*Input records*:
★ ★ ★ ★ ★

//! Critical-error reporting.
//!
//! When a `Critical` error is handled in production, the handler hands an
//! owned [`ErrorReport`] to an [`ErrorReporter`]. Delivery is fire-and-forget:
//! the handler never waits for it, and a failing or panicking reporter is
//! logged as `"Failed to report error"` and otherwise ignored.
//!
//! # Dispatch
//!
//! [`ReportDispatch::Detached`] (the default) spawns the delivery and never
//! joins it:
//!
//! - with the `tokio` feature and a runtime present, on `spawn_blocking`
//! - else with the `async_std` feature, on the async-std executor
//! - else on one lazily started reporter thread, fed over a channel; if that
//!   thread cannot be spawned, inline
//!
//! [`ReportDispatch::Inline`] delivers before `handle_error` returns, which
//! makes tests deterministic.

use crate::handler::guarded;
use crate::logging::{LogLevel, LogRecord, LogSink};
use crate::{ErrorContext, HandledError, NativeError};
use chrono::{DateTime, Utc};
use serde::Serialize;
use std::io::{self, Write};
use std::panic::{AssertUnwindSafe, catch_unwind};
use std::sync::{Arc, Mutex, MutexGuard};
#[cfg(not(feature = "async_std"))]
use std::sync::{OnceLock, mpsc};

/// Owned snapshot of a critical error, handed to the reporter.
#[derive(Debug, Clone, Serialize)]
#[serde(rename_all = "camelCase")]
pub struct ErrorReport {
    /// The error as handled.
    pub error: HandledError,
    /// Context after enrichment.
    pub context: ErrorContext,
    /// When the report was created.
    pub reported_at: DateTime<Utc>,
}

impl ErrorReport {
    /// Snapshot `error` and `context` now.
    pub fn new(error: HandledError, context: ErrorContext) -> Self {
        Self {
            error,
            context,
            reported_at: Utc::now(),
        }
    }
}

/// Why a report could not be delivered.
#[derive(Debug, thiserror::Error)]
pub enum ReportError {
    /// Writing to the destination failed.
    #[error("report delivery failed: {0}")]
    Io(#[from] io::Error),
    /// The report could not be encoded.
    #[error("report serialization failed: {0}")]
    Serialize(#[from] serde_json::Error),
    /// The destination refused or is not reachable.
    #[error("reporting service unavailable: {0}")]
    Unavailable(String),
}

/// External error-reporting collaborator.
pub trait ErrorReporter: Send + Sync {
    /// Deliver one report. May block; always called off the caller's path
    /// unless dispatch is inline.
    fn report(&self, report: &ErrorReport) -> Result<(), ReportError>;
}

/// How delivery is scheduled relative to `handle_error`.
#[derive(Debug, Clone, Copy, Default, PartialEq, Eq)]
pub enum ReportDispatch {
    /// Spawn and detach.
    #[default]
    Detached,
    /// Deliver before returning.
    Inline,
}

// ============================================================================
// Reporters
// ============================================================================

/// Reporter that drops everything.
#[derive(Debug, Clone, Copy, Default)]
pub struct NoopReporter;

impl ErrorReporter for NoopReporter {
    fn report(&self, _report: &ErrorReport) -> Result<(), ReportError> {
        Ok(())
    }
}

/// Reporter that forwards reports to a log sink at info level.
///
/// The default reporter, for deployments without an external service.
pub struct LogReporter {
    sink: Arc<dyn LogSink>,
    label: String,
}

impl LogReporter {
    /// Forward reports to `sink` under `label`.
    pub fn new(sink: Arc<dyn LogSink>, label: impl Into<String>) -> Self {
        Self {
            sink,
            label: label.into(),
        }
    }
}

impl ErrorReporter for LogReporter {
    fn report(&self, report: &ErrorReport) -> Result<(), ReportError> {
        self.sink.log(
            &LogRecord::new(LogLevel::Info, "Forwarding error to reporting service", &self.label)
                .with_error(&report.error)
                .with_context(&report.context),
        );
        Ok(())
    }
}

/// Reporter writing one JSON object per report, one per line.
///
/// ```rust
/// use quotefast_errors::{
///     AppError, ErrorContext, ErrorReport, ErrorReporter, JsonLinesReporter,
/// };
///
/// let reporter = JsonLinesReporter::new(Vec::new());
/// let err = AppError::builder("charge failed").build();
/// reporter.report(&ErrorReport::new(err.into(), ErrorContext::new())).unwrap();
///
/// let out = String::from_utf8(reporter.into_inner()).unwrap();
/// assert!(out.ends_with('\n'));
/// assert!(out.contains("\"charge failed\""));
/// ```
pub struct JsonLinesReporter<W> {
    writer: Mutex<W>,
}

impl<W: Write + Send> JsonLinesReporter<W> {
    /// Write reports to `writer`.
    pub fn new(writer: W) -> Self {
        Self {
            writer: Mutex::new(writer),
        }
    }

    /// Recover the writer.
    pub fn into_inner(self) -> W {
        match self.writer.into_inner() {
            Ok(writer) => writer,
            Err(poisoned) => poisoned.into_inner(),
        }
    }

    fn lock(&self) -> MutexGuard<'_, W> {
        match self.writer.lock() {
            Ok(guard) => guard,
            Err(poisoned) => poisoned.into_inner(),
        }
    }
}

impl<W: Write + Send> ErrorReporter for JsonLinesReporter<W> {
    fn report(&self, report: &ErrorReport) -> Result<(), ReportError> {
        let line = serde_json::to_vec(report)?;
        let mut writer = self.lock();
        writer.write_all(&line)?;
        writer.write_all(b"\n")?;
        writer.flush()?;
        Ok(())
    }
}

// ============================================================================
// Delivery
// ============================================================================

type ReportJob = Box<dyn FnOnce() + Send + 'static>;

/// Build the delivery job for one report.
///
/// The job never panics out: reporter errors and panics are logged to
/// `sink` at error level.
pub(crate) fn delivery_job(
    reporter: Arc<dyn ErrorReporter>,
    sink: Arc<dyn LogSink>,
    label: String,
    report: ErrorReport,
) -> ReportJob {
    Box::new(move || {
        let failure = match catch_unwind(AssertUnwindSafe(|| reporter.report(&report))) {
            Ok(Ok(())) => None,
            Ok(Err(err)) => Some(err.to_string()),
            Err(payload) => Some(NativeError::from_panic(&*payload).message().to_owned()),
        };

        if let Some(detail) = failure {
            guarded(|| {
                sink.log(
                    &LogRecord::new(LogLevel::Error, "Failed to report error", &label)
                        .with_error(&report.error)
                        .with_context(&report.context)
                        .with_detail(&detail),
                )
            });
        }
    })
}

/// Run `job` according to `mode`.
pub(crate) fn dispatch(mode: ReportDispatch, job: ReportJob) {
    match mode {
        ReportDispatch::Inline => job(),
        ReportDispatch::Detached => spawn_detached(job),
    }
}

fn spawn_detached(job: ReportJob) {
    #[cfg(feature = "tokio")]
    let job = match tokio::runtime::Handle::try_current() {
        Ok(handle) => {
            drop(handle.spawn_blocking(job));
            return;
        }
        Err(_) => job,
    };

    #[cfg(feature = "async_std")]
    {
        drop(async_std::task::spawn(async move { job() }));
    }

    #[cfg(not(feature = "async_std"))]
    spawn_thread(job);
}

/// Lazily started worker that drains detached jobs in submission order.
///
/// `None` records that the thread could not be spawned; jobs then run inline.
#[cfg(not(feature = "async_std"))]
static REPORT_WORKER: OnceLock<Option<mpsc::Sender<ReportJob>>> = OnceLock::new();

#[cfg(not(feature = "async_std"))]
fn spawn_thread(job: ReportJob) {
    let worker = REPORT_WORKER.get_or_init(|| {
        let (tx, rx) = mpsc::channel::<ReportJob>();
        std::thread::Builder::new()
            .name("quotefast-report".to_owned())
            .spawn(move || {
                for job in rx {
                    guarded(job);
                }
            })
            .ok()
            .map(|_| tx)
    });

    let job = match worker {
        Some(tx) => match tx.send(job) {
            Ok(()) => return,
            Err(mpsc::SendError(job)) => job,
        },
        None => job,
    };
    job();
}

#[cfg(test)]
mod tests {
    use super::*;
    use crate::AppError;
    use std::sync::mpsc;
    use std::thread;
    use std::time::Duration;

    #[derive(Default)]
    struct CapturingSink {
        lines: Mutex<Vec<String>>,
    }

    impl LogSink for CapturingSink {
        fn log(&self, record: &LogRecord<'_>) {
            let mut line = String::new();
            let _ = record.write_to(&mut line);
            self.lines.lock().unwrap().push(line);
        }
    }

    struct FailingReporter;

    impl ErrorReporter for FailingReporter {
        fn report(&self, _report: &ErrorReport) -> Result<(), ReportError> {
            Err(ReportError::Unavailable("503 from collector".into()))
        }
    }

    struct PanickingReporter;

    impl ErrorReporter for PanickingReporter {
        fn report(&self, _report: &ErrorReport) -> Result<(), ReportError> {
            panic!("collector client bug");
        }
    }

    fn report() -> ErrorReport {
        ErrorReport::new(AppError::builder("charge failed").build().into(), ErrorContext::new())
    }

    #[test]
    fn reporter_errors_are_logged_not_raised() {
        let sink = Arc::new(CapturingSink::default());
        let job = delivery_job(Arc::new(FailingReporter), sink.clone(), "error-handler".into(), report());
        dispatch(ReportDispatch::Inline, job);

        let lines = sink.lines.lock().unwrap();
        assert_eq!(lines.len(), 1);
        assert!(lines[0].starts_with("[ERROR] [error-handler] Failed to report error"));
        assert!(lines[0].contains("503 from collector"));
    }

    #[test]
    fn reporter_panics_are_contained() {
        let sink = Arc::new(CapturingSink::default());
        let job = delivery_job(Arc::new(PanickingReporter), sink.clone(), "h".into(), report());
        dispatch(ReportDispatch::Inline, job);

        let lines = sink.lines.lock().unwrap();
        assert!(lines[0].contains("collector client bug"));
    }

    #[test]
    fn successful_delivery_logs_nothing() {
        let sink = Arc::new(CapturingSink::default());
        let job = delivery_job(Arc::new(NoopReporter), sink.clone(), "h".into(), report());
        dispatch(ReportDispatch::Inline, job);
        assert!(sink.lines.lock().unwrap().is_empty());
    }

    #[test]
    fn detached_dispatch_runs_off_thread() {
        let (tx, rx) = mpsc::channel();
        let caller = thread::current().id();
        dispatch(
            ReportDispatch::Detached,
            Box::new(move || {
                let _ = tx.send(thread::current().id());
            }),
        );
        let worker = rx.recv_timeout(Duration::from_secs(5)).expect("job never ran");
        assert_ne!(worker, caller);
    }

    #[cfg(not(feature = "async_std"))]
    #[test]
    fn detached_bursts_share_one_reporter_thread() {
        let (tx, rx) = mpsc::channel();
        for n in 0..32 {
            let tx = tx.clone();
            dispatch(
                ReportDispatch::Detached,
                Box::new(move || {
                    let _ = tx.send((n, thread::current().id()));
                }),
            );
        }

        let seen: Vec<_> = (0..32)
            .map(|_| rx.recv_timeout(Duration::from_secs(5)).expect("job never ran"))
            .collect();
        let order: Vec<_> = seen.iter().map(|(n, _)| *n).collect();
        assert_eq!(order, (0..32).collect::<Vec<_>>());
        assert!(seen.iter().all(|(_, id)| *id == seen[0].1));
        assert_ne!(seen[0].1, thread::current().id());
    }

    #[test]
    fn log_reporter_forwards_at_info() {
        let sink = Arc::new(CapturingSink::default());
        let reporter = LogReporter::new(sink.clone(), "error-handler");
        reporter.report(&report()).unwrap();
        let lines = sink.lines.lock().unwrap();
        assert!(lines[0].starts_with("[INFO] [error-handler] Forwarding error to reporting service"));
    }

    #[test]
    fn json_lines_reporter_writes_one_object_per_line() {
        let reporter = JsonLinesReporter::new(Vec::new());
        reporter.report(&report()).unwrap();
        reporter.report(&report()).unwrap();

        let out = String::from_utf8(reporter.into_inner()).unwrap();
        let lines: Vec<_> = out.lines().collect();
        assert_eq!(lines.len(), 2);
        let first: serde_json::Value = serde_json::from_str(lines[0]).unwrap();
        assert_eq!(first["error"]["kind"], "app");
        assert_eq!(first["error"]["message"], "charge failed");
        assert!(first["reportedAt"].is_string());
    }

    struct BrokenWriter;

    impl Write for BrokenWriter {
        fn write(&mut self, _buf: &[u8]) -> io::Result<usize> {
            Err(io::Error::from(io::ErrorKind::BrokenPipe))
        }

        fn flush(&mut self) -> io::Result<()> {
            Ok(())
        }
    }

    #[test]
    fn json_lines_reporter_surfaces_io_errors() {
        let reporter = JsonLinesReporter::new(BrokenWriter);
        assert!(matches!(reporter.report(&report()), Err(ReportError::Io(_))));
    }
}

★ ★ ★ ★ ★

*Requirement*: For the word "move", count the lines of the data that contain it and state only that count.

*Answer to this exercise*: 5